Интересно, это происки конкурентов/врагов/недоброжелателей или это нечаянно так вышло...

----------

Надоело быть жертвой? Стань профи по информационной безопасности, получай самую свежую информацию об угрозах и средствах защиты от ведущего российского аналитического центра Anti-Malware.ru:

----------


## Гриша

Скукота, мало стоящих вопросов, море троллей, вообщем как всегда ,народу всегда интересно , но спросить что-то стоящее не могут,а может и не хотят.

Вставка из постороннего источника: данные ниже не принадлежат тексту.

//! [`Query`] collection related to a single [`Room`].

use common::operations::{By, Select};
use tracerr::Traced;

use crate::{
    domain::{booking, room, Booking},
    infra::{database, Database},
    Query, Service,
};
#[cfg(doc)]
use crate::domain::Room;

/// [`Query`] checking whether a [`Room`] is free for a [`booking::Period`].
///
/// Only non-cancelled [`Booking`]s occupy a [`Room`].
#[derive(Clone, Copy, Debug, Eq, PartialEq)]
pub struct IsAvailable {
    /// ID of the [`Room`] to check.
    pub room_id: room::Id,

    /// [`booking::Period`] to check the [`Room`] for.
    pub period: booking::Period,
}

impl<Db> Query<IsAvailable> for Service<Db>
where
    Db: Database<
        Select<By<Vec<Booking>, room::Id>>,
        Ok = Vec<Booking>,
        Err = Traced<database::Error>,
    >,
{
    type Ok = bool;
    type Err = Traced<database::Error>;

    async fn execute(
        &self,
        IsAvailable { room_id, period }: IsAvailable,
    ) -> Result<Self::Ok, Self::Err> {
        is_available(self.database(), room_id, &period)
            .await
            .map_err(tracerr::wrap!())
    }
}

/// Checks whether no [`Booking`] stored in the provided [`Database`] blocks
/// the [`Room`] for the provided [`booking::Period`].
pub(crate) async fn is_available<Db>(
    db: &Db,
    room_id: room::Id,
    period: &booking::Period,
) -> Result<bool, Traced<database::Error>>
where
    Db: Database<
        Select<By<Vec<Booking>, room::Id>>,
        Ok = Vec<Booking>,
        Err = Traced<database::Error>,
    >,
{
    let bookings = db
        .execute(Select(By::<Vec<Booking>, _>::new(room_id)))
        .await
        .map_err(tracerr::wrap!())?;
    Ok(!bookings.iter().any(|b| b.blocks(period)))
}
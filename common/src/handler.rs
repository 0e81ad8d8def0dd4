//! [`Handler`] abstractions.

use std::future::Future;

/// Executable handler.
pub trait Handler<Args = ()> {
    /// Type of successful [`Handler`] result.
    type Ok;

    /// Type of this [`Handler`] error.
    type Err;

    /// Executes this [`Handler`] with the provided arguments.
    fn execute(
        &self,
        args: Args,
    ) -> impl Future<Output = Result<Self::Ok, Self::Err>>;
}
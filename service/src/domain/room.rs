//! [`Room`] definitions.

#[cfg(doc)]
use common::DateTime;
use common::{unit, DateTimeOf, Money};
use derive_more::{AsRef, Display, From, FromStr, Into};
#[cfg(feature = "postgres")]
use postgres_types::{FromSql, ToSql};
use serde::{Deserialize, Serialize};
use uuid::Uuid;

use crate::domain::hotel;
#[cfg(doc)]
use crate::domain::Hotel;

/// Bookable room of a [`Hotel`].
#[derive(Clone, Debug)]
pub struct Room {
    /// ID of this [`Room`].
    pub id: Id,

    /// ID of the [`Hotel`] this [`Room`] belongs to.
    pub hotel_id: hotel::Id,

    /// [`Number`] of this [`Room`].
    ///
    /// Unique within its [`Hotel`].
    pub number: Number,

    /// [`Kind`] of this [`Room`].
    pub kind: Kind,

    /// [`Price`] of a single night in this [`Room`].
    pub price: Price,

    /// Maximum [`Occupancy`] of this [`Room`].
    pub max_occupancy: Occupancy,

    /// [`DateTime`] when this [`Room`] was created.
    pub created_at: CreationDateTime,
}

/// ID of a [`Room`].
#[derive(
    Clone,
    Copy,
    Debug,
    Default,
    Deserialize,
    Display,
    Eq,
    From,
    FromStr,
    Hash,
    Into,
    PartialEq,
    Serialize,
)]
#[cfg_attr(feature = "postgres", derive(ToSql, FromSql), postgres(transparent))]
pub struct Id(Uuid);

impl Id {
    /// Creates a new random [`Id`].
    #[must_use]
    pub fn new() -> Self {
        Self(Uuid::new_v4())
    }
}

/// Number of a [`Room`] (`101`, `A-12`, etc).
#[derive(AsRef, Clone, Debug, Display, Eq, Hash, PartialEq, Serialize)]
#[as_ref(str, String)]
#[cfg_attr(feature = "postgres", derive(FromSql, ToSql), postgres(transparent))]
pub struct Number(String);

impl Number {
    /// Creates a new [`Number`] if the given `number` is valid.
    #[must_use]
    pub fn new(number: impl Into<String>) -> Option<Self> {
        let number = number.into();
        Self::check(&number).then_some(Self(number))
    }

    /// Checks whether the given `number` is a valid [`Number`].
    fn check(number: impl AsRef<str>) -> bool {
        let number = number.as_ref();
        !number.is_empty() && number.trim() == number && number.len() <= 32
    }
}

impl FromStr for Number {
    type Err = &'static str;

    fn from_str(s: &str) -> Result<Self, Self::Err> {
        Self::new(s).ok_or("invalid `Number`")
    }
}

/// Kind of a [`Room`] (`single`, `deluxe`, etc).
#[derive(AsRef, Clone, Debug, Display, Eq, Hash, PartialEq, Serialize)]
#[as_ref(str, String)]
#[cfg_attr(feature = "postgres", derive(FromSql, ToSql), postgres(transparent))]
pub struct Kind(String);

impl Kind {
    /// Creates a new [`Kind`] if the given `kind` is valid.
    #[must_use]
    pub fn new(kind: impl Into<String>) -> Option<Self> {
        let kind = kind.into();
        Self::check(&kind).then_some(Self(kind))
    }

    /// Checks whether the given `kind` is a valid [`Kind`].
    fn check(kind: impl AsRef<str>) -> bool {
        let kind = kind.as_ref();
        !kind.is_empty() && kind.trim() == kind && kind.len() <= 64
    }
}

impl FromStr for Kind {
    type Err = &'static str;

    fn from_str(s: &str) -> Result<Self, Self::Err> {
        Self::new(s).ok_or("invalid `Kind`")
    }
}

/// Nightly price of a [`Room`].
///
/// Always positive.
#[derive(
    Clone, Copy, Debug, Display, Eq, Hash, Into, Ord, PartialEq, PartialOrd,
)]
#[cfg_attr(feature = "postgres", derive(FromSql, ToSql), postgres(transparent))]
pub struct Price(Money);

impl Price {
    /// Creates a new [`Price`] if the given `amount` is positive.
    #[must_use]
    pub fn new(amount: Money) -> Option<Self> {
        (!amount.is_zero()).then_some(Self(amount))
    }

    /// Returns the [`Money`] amount of this [`Price`].
    #[must_use]
    pub const fn get(self) -> Money {
        self.0
    }
}

/// Maximum number of guests a [`Room`] accommodates.
///
/// Always positive, and never exceeds [`Occupancy::MAX`].
#[derive(
    Clone, Copy, Debug, Display, Eq, Hash, Into, Ord, PartialEq, PartialOrd,
)]
pub struct Occupancy(u16);

impl Occupancy {
    /// Largest possible [`Occupancy`].
    pub const MAX: u16 = 1000;

    /// Creates a new [`Occupancy`] if the given `guests` number is positive
    /// and doesn't exceed [`Occupancy::MAX`].
    #[must_use]
    pub const fn new(guests: u16) -> Option<Self> {
        if guests == 0 || guests > Self::MAX {
            None
        } else {
            Some(Self(guests))
        }
    }

    /// Returns the number of guests of this [`Occupancy`].
    #[must_use]
    pub const fn get(self) -> u16 {
        self.0
    }
}

/// [`DateTime`] when a [`Room`] was created.
pub type CreationDateTime = DateTimeOf<(Room, unit::Creation)>;
//! Date and time utilities.

#[cfg(feature = "postgres")]
use std::error::Error as StdError;
use std::{cmp::Ordering, marker::PhantomData, ops, time::Duration};

use derive_more::{Debug, Display, Error};
#[cfg(feature = "postgres")]
use postgres_types::{
    accepts, private::BytesMut, to_sql_checked, FromSql, IsNull, ToSql, Type,
};
use time::{format_description::well_known::Rfc3339, UtcOffset};

use crate::Date;

/// Untyped date and time.
pub type DateTime = DateTimeOf;

/// UTC date and time.
#[derive(Debug)]
pub struct DateTimeOf<Of: ?Sized = ()> {
    /// Inner representation of the date and time.
    inner: time::OffsetDateTime,

    /// Type parameter describing the kind of date and time.
    #[debug(skip)]
    _of: PhantomData<Of>,
}

impl<Of: ?Sized> DateTimeOf<Of> {
    /// A [`DateTime`] representing the Unix epoch.
    pub const UNIX_EPOCH: Self = Self {
        inner: time::OffsetDateTime::UNIX_EPOCH,
        _of: PhantomData,
    };

    /// Creates a new [`DateTime`] representing the current date and time.
    #[expect(clippy::missing_panics_doc, reason = "infallible")]
    #[must_use]
    pub fn now() -> Self {
        let inner = time::OffsetDateTime::now_utc();
        Self {
            _of: PhantomData,
            inner: inner
                .replace_microsecond(inner.microsecond())
                .expect("infallible"),
        }
    }

    /// Creates a new [`DateTime`] from the provided [`UNIX_EPOCH`] timestamp.
    ///
    /// [`None`] is returned if the timestamp is invalid.
    ///
    /// [`UNIX_EPOCH`]: Self::UNIX_EPOCH
    #[must_use]
    pub fn from_unix_timestamp(timestamp: i64) -> Option<Self> {
        Some(Self {
            inner: time::OffsetDateTime::from_unix_timestamp(timestamp).ok()?,
            _of: PhantomData,
        })
    }

    /// Returns the [`UNIX_EPOCH`] timestamp of this [`DateTime`].
    ///
    /// [`UNIX_EPOCH`]: Self::UNIX_EPOCH
    #[must_use]
    pub fn unix_timestamp(&self) -> i64 {
        self.inner.unix_timestamp()
    }

    /// Creates a new [`DateTime`] from the provided [RFC 3339] string.
    ///
    /// # Errors
    ///
    /// Returns an error if the string is not a valid [RFC 3339] date and time.
    ///
    /// [RFC 3339]: https://tools.ietf.org/html/rfc3339
    pub fn from_rfc3339(input: &str) -> Result<Self, ParseError> {
        use ParseError as E;

        time::OffsetDateTime::parse(input, &Rfc3339)
            .map_err(E::Parse)?
            .try_into()
            .map_err(E::ComponentRange)
    }

    /// Returns the [`DateTime`] as an [RFC 3339] string.
    ///
    /// [RFC 3339]: https://tools.ietf.org/html/rfc3339
    #[expect(clippy::missing_panics_doc, reason = "infallible")]
    #[must_use]
    pub fn to_rfc3339(&self) -> String {
        self.inner.format(&Rfc3339).unwrap_or_else(|e| {
            panic!("cannot format `DateTime` as RFC 3339: {e}")
        })
    }

    /// Wraps the provided UTC [`time::OffsetDateTime`] as is.
    pub(crate) const fn from_utc(inner: time::OffsetDateTime) -> Self {
        Self {
            inner,
            _of: PhantomData,
        }
    }

    /// Returns the UTC calendar [`Date`] this [`DateTime`] falls on.
    #[must_use]
    pub fn date(&self) -> Date {
        Date::from(self.inner.date())
    }

    /// Coerces one kind of [`DateTime`] into another.
    #[must_use]
    pub fn coerce<NewOf: ?Sized>(self) -> DateTimeOf<NewOf> {
        DateTimeOf {
            inner: self.inner,
            _of: PhantomData,
        }
    }
}

/// Error of parsing [`DateTime`] from a string.
#[derive(Clone, Copy, Debug, Display, Error)]
pub enum ParseError {
    /// Failed to parse the string into an [`DateTime`].
    Parse(time::error::Parse),

    /// Parsed [`DateTime`] has an out of range component.
    ComponentRange(time::error::ComponentRange),
}

impl<Of: ?Sized> Copy for DateTimeOf<Of> {}
impl<Of: ?Sized> Clone for DateTimeOf<Of> {
    fn clone(&self) -> Self {
        *self
    }
}

impl<Of: ?Sized> Eq for DateTimeOf<Of> {}
impl<Of: ?Sized> PartialEq for DateTimeOf<Of> {
    fn eq(&self, other: &Self) -> bool {
        self.inner == other.inner
    }
}

impl<Of: ?Sized> Ord for DateTimeOf<Of> {
    fn cmp(&self, other: &Self) -> Ordering {
        self.inner.cmp(&other.inner)
    }
}
impl<Of: ?Sized> PartialOrd for DateTimeOf<Of> {
    fn partial_cmp(&self, other: &Self) -> Option<Ordering> {
        Some(self.cmp(other))
    }
}

impl<Of: ?Sized> TryFrom<time::OffsetDateTime> for DateTimeOf<Of> {
    type Error = time::error::ComponentRange;

    fn try_from(dt: time::OffsetDateTime) -> Result<Self, Self::Error> {
        dt.to_offset(UtcOffset::UTC)
            .replace_microsecond(dt.microsecond())
            .map(|inner| Self {
                inner,
                _of: PhantomData,
            })
    }
}

impl<Of: ?Sized> From<DateTimeOf<Of>> for time::OffsetDateTime {
    fn from(dt: DateTimeOf<Of>) -> Self {
        dt.inner
    }
}

impl<Of: ?Sized> ops::Add<Duration> for DateTimeOf<Of> {
    type Output = Self;

    fn add(self, rhs: Duration) -> Self::Output {
        Self {
            inner: self.inner + rhs,
            _of: PhantomData,
        }
    }
}

#[cfg(feature = "postgres")]
impl<Of: ?Sized> FromSql<'_> for DateTimeOf<Of> {
    accepts!(TIMESTAMPTZ);

    fn from_sql(
        ty: &Type,
        raw: &[u8],
    ) -> Result<Self, Box<dyn StdError + Sync + Send>> {
        time::OffsetDateTime::from_sql(ty, raw)?
            .try_into()
            .map_err(Box::from)
    }
}

#[cfg(feature = "postgres")]
impl<Of: ?Sized> ToSql for DateTimeOf<Of> {
    accepts!(TIMESTAMPTZ);
    to_sql_checked!();

    fn to_sql(
        &self,
        ty: &Type,
        w: &mut BytesMut,
    ) -> Result<IsNull, Box<dyn StdError + Sync + Send>> {
        self.inner.to_sql(ty, w)
    }
}

#[cfg(feature = "serde")]
pub mod serde {
    //! Module providing integration with [`serde`] crate.

    use serde::{de::Error as _, Deserialize, Deserializer, Serialize, Serializer};

    use super::DateTimeOf;

    impl<Of: ?Sized> Serialize for DateTimeOf<Of> {
        fn serialize<S>(&self, serializer: S) -> Result<S::Ok, S::Error>
        where
            S: Serializer,
        {
            serializer.serialize_str(&self.to_rfc3339())
        }
    }

    impl<'de, Of: ?Sized> Deserialize<'de> for DateTimeOf<Of> {
        fn deserialize<D>(deserializer: D) -> Result<Self, D::Error>
        where
            D: Deserializer<'de>,
        {
            let raw = String::deserialize(deserializer)?;
            Self::from_rfc3339(&raw).map_err(D::Error::custom)
        }
    }

    pub mod unix_timestamp {
        //! Module providing serialization and deserialization of [`DateTimeOf`]
        //! as a Unix timestamp.

        use serde::{de::Error, Deserialize, Deserializer, Serializer};

        use super::DateTimeOf;

        /// Serializes the [`DateTimeOf`] as a Unix timestamp.
        ///
        /// # Errors
        ///
        /// Returns an error if the timestamp is invalid.
        pub fn serialize<Of, S>(
            dt: &DateTimeOf<Of>,
            serializer: S,
        ) -> Result<S::Ok, S::Error>
        where
            S: Serializer,
            Of: ?Sized,
        {
            serializer.serialize_i64(dt.unix_timestamp())
        }

        /// Deserializes the Unix timestamp into a [`DateTimeOf`].
        ///
        /// # Errors
        ///
        /// Returns an error if the timestamp is invalid.
        pub fn deserialize<'de, D, Of>(
            deserializer: D,
        ) -> Result<DateTimeOf<Of>, D::Error>
        where
            D: Deserializer<'de>,
            Of: ?Sized,
        {
            DateTimeOf::from_unix_timestamp(i64::deserialize(deserializer)?)
                .ok_or_else(|| Error::custom("invalid timestamp"))
        }
    }
}

#[cfg(test)]
mod spec {
    use std::time::Duration;

    use super::DateTime;

    #[test]
    fn rfc3339_is_normalized_to_utc() {
        let dt = DateTime::from_rfc3339("2025-06-01T03:30:00+05:00").unwrap();

        assert_eq!(dt.to_rfc3339(), "2025-05-31T22:30:00Z");
        assert_eq!(dt.date().to_string(), "2025-05-31");
    }

    #[test]
    fn adds_duration() {
        let dt = DateTime::from_rfc3339("2025-06-01T23:30:00Z").unwrap();

        let later = dt + Duration::from_secs(60 * 60);
        assert_eq!(later.to_rfc3339(), "2025-06-02T00:30:00Z");
        assert_eq!(later.date().to_string(), "2025-06-02");
        assert!(later > dt);
    }
}
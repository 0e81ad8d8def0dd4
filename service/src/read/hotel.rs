//! [`Hotel`]-related read definitions.

#[cfg(doc)]
use crate::domain::Hotel;

pub mod list {
    //! [`Hotel`] list definitions.

    use common::Money;
    use rust_decimal::Decimal;

    use crate::domain::{hotel, Hotel};
    #[cfg(doc)]
    use crate::domain::Room;

    /// Filter of a [`Hotel`] list.
    ///
    /// All the specified criteria must match.
    #[derive(Clone, Debug, Default)]
    pub struct Filter {
        /// [`hotel::City`] a [`Hotel`] is located in.
        pub city: Option<hotel::City>,

        /// [`hotel::Country`] a [`Hotel`] is located in.
        pub country: Option<hotel::Country>,

        /// Lower bound of a [`Room`] nightly price (inclusive).
        ///
        /// [`Hotel`] matches if at least one of its [`Room`]s is within the
        /// price bounds.
        pub min_price: Option<Money>,

        /// Upper bound of a [`Room`] nightly price (inclusive).
        ///
        /// [`Hotel`] matches if at least one of its [`Room`]s is within the
        /// price bounds.
        pub max_price: Option<Money>,

        /// Lower bound of a [`hotel::Rating::average`] (inclusive).
        ///
        /// [`Hotel`]s without reviews never match it.
        pub min_rating: Option<Decimal>,
    }

    impl Filter {
        /// Indicates whether this [`Filter`] has any price bounds.
        #[must_use]
        pub const fn bounds_price(&self) -> bool {
            self.min_price.is_some() || self.max_price.is_some()
        }

        /// Indicates whether the provided nightly `price` is within the price
        /// bounds of this [`Filter`].
        #[must_use]
        pub fn admits_price(&self, price: Money) -> bool {
            self.min_price.map_or(true, |min| price >= min)
                && self.max_price.map_or(true, |max| price <= max)
        }
    }

    /// Item of a [`Hotel`] list.
    #[derive(Clone, Debug)]
    pub struct Item {
        /// Listed [`Hotel`].
        pub hotel: Hotel,

        /// Lowest nightly price among all the [`Room`]s of the [`Hotel`], if
        /// it has any.
        pub min_price: Option<Money>,
    }
}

P.S.странно, предмодерацию прошла ссылка на малварный базар  :Sad:

----------


## priv8v

1). Про скукоту и троллей согласен.
2). Почитать некоторые интересные вопросы можно на форуме ФК ЛК (я по вашей ссылке туда как раз и ходил - вы задавали вопрос Евгению Валентиновичу об уходе дятла...). Тут в основном, вроде, не допускают тупых и затертых до дыр вопросов (тех которые уже 100 раз задавали).
3). Про премодерацию - думаю, что модерации ссылок не было  - в тексте полно ссылок.

----------


## XP user

Можно о продуктах ЛК многого сказать (и не всё объязательно в их пользу), но Е.К. как человек мне нравится (может быть потому что я сам тоже октябрьский  :Wink: ). 
P.S.: Первый раз вижу, кстати, что существует жалобная книга. Я рад, что Е.К. адрес дал; иногда встречаются люди, которым можно помочь с такой ссылкой...  :Smiley: 

Paul

----------


## priv8v

да я тоже ничего не имею против Е.К.
...мы только говорим, что вопросы задавали скучные и избитые :Smiley: 
еще сетуем на ссылку на АМ )

----------


## XP user

> ...мы только говорим, что вопросы задавали скучные и избитые


Это неизбежно при таких мероприятиях. А какие вопросы *вы* давали бы, чтобы интересно было?



> еще сетуем на ссылку на АМ )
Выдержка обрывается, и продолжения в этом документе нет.